EXTRACTED MATERIAL -

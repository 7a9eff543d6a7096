use gqlb_introspection::{FieldInfo, InputValueInfo, TypeRef};

/// Handle to a node in a [`Tree`](crate::Tree)'s arena.
///
/// Ids are stable for the lifetime of the tree that issued them; removing a
/// list item unlinks its nodes but never reuses their slots.
#[derive(Debug, Clone, Copy, PartialEq, Eq, Hash)]
pub struct NodeId(pub(crate) u32);

impl NodeId {
    pub(crate) fn index(self) -> usize {
        self.0 as usize
    }
}

/// One node of the selection tree: sibling/parent links shared by every
/// variant, plus the variant payload.
///
/// `child` is the preferred "one step down" target of the state machine. It
/// is set exactly while the node's children are visible, so cursor motion
/// never lands on a hidden line.
#[derive(Debug, Clone)]
pub(crate) struct Node {
    pub(crate) parent: Option<NodeId>,
    pub(crate) prev: Option<NodeId>,
    pub(crate) next: Option<NodeId>,
    pub(crate) child: Option<NodeId>,
    /// Stringified GraphQL type, wrappers included, e.g. `[String!]!`.
    pub(crate) ty: String,
    pub(crate) description: Option<String>,
    pub(crate) kind: NodeKind,
}

impl Node {
    pub(crate) fn new(ty: String, description: Option<String>, kind: NodeKind) -> Self {
        Self {
            parent: None,
            prev: None,
            next: None,
            child: None,
            ty,
            description,
            kind,
        }
    }
}

#[derive(Debug, Clone)]
pub(crate) enum NodeKind {
    Object(ObjectNode),
    Leaf(LeafNode),
    Scalar(ScalarArgument),
    Enum(EnumArgument),
    Input(InputArgument),
    List(ListArgument),
    ListItem(ListItemNode),
}

impl NodeKind {
    /// The persistence tag of this variant.
    pub(crate) fn tag(&self) -> &'static str {
        match self {
            NodeKind::Object(_) => "object",
            NodeKind::Leaf(_) => "leaf",
            NodeKind::Scalar(_) => "scalar_argument",
            NodeKind::Enum(_) => "enum_argument",
            NodeKind::Input(_) => "input_argument",
            NodeKind::List(_) => "list_argument",
            NodeKind::ListItem(_) => "list_item",
        }
    }

    pub(crate) fn name(&self) -> Option<&str> {
        match self {
            NodeKind::Object(o) => Some(&o.name),
            NodeKind::Leaf(l) => Some(&l.name),
            NodeKind::Scalar(a) => Some(&a.base.name),
            NodeKind::Enum(a) => Some(&a.base.name),
            NodeKind::Input(a) => Some(&a.base.name),
            NodeKind::List(a) => Some(&a.base.name),
            NodeKind::ListItem(_) => None,
        }
    }

    /// Whether this variant serializes into a parent's argument list rather
    /// than its selection set.
    pub(crate) fn is_argument(&self) -> bool {
        self.argument().is_some()
    }

    pub(crate) fn argument(&self) -> Option<&ArgumentBase> {
        match self {
            NodeKind::Scalar(a) => Some(&a.base),
            NodeKind::Enum(a) => Some(&a.base),
            NodeKind::Input(a) => Some(&a.base),
            NodeKind::List(a) => Some(&a.base),
            _ => None,
        }
    }

    pub(crate) fn argument_mut(&mut self) -> Option<&mut ArgumentBase> {
        match self {
            NodeKind::Scalar(a) => Some(&mut a.base),
            NodeKind::Enum(a) => Some(&mut a.base),
            NodeKind::Input(a) => Some(&mut a.base),
            NodeKind::List(a) => Some(&mut a.base),
            _ => None,
        }
    }
}

/// A named selection on an object, interface or union type.
#[derive(Debug, Clone)]
pub(crate) struct ObjectNode {
    pub(crate) name: String,
    pub(crate) is_root: bool,
    pub(crate) is_union: bool,
    pub(crate) is_expanded: bool,
    pub(crate) is_deprecated: bool,
    /// Root only: fields before this index select into `query Query`, the
    /// rest into `mutation Mutation`.
    pub(crate) number_of_query_fields: usize,
    /// Index of the first implementor pseudo-field, once materialized.
    pub(crate) implementors_offset: Option<usize>,
    pub(crate) fields: FieldsState,
}

/// A scalar- or enum-returning selection.
#[derive(Debug, Clone)]
pub(crate) struct LeafNode {
    pub(crate) name: String,
    pub(crate) is_selected: bool,
    pub(crate) is_deprecated: bool,
    pub(crate) arguments: FieldsState,
}

/// Selection symbol of an argument line.
#[derive(Debug, Clone, Copy, PartialEq, Eq)]
pub(crate) enum Symbol {
    Unselected,
    Selected,
    Required,
}

impl Symbol {
    pub(crate) fn glyph(self) -> &'static str {
        match self {
            Symbol::Unselected => "□",
            Symbol::Selected => "■",
            Symbol::Required => "●",
        }
    }

    pub(crate) fn toggled(self) -> Self {
        match self {
            Symbol::Unselected => Symbol::Selected,
            Symbol::Selected => Symbol::Unselected,
            Symbol::Required => Symbol::Required,
        }
    }
}

/// State shared by every argument variant: the selection symbol, variable
/// mode, and the editable text with its caret.
#[derive(Debug, Clone)]
pub(crate) struct ArgumentBase {
    pub(crate) name: String,
    pub(crate) is_optional: bool,
    pub(crate) has_default: bool,
    pub(crate) is_variable: bool,
    pub(crate) symbol: Symbol,
    pub(crate) value: String,
    pub(crate) pos: usize,
}

impl ArgumentBase {
    pub(crate) fn new(name: String, is_optional: bool, has_default: bool) -> Self {
        let symbol = if !is_optional && !has_default {
            Symbol::Required
        } else {
            Symbol::Unselected
        };

        Self {
            name,
            is_optional,
            has_default,
            is_variable: false,
            symbol,
            value: String::new(),
            pos: 0,
        }
    }

    /// Whether the `■`/`□` cycle is unlocked for this argument.
    pub(crate) fn is_toggleable(&self) -> bool {
        self.is_optional || self.has_default
    }

    /// Whether the argument contributes to the emitted query.
    pub(crate) fn is_emitted(&self) -> bool {
        self.symbol != Symbol::Unselected
    }
}

/// A scalar input value.
#[derive(Debug, Clone)]
pub(crate) struct ScalarArgument {
    pub(crate) base: ArgumentBase,
    /// The unwrapped type name: `Int`, `Float`, `Boolean`, `String`, `ID` or
    /// a custom scalar.
    pub(crate) inner_type: String,
}

impl ScalarArgument {
    pub(crate) fn is_string(&self) -> bool {
        matches!(self.inner_type.as_str(), "String" | "ID")
    }
}

/// An enum input value, with the legal members for completion and
/// validation.
#[derive(Debug, Clone)]
pub(crate) struct EnumArgument {
    pub(crate) base: ArgumentBase,
    pub(crate) members: Vec<String>,
}

/// A nested input object.
#[derive(Debug, Clone)]
pub(crate) struct InputArgument {
    pub(crate) base: ArgumentBase,
    pub(crate) fields: FieldsState,
}

/// A growable list input. `items` always ends with one trailing placeholder
/// item that acts as the add-new affordance.
#[derive(Debug, Clone)]
pub(crate) struct ListArgument {
    pub(crate) base: ArgumentBase,
    /// Element type, used to materialize item values lazily.
    pub(crate) item_type: TypeRef,
    pub(crate) items: Vec<NodeId>,
}

/// One entry of a [`ListArgument`]. The wrapped value node is created on
/// first expansion.
#[derive(Debug, Clone)]
pub(crate) struct ListItemNode {
    pub(crate) is_expanded: bool,
    pub(crate) inner: Option<NodeId>,
}

/// Children of an Object/Leaf/InputArgument: either the schema info needed
/// to build them, or the built node ids.
///
/// Keeping the descriptor un-built until first observation is what makes
/// self-referential schemas (`type Foo { foo: Foo }`) representable.
#[derive(Debug, Clone)]
pub(crate) enum FieldsState {
    Pending(FieldsDescriptor),
    Ready(Vec<NodeId>),
}

impl FieldsState {
    pub(crate) fn ready(&self) -> Option<&[NodeId]> {
        match self {
            FieldsState::Ready(ids) => Some(ids),
            FieldsState::Pending(_) => None,
        }
    }

    pub(crate) fn is_empty(&self) -> bool {
        match self {
            FieldsState::Pending(desc) => {
                desc.arguments.is_empty() && desc.fields.is_empty() && desc.implementors.is_empty()
            }
            FieldsState::Ready(ids) => ids.is_empty(),
        }
    }
}

/// Schema info resolved at node creation, expanded into nodes on first
/// access. Arguments come first, then sub-fields, then implementor
/// pseudo-fields.
#[derive(Debug, Clone, Default)]
pub(crate) struct FieldsDescriptor {
    pub(crate) arguments: Vec<InputValueInfo>,
    pub(crate) fields: Vec<FieldInfo>,
    pub(crate) implementors: Vec<String>,
}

PROBLEM TO SOLVE - Within the entries, count the lines that contain the word "FieldsState". Give that number and no more.

RESULT FOR THIS TASK - 9